The goal for the lung cancer biobank was to facilitate biomedical research using tissues collected from Eastern Chinese patient populations. Because Eastern and Western populations have different responses to lung cancer treatment, our biobank can expand studies into genetic differences in treatment responses. Banked DNA, RNA, protein, serum/plasma specimens and tissue microarrays will enable these types of investigations.

Conclusion

Our report offers a template for other biobanks, suggesting methods for selecting varied samples and managing such histological subtypes with the optimal quality.
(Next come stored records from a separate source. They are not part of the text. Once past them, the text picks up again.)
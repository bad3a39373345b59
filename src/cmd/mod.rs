//! Subcommand dispatch and execution.
//!
//! The [`dispatch`] function routes the parsed CLI to the matching
//! handler: [`run`], [`init`], [`validate`], [`health`] or [`refresh`].

pub mod health;
pub mod init;
pub mod refresh;
pub mod run;
pub mod validate;

use crate::cli::{Cli, Commands};
use crate::error::LinkSwitchError;

pub async fn dispatch(cli: Cli) -> Result<(), LinkSwitchError> {
    match cli.command {
        Some(Commands::Run(args)) => run::execute(*args).await,
        Some(Commands::Init(ref args)) => init::execute(args),
        Some(Commands::Validate(ref args)) => validate::execute(args),
        Some(Commands::Health(args)) => health::execute(args).await,
        Some(Commands::Refresh(args)) => refresh::execute(args).await,
        None => {
            print_welcome();
            Ok(())
        }
    }
}

fn print_welcome() {
    let version = env!("CARGO_PKG_VERSION");
    println!(
        "\n  linkswitch v{version}: repeater link switching service\n\n  \
         No command provided. To get started:\n\n    \
         linkswitch init --node 57686      Generate a starter config\n    \
         linkswitch refresh                Download the YSF reflector directory\n    \
         linkswitch run                    Start the server (auto-detects ./linkswitch.yaml)\n    \
         linkswitch --help                 See all commands and options\n"
    );
}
The Biobank of the Shanghai Chest Hospital is supported and funded by the Shanghai JiaoTong University “985 Project” biological sample library and the Shanghai R&D public service platform project “common malignant tumor biobank (Network) construction.” At this time, we can share 2000 cases of biological lung cancer samples, allowing us to not only meet the needs of our research, but also to provide samples for other scientists.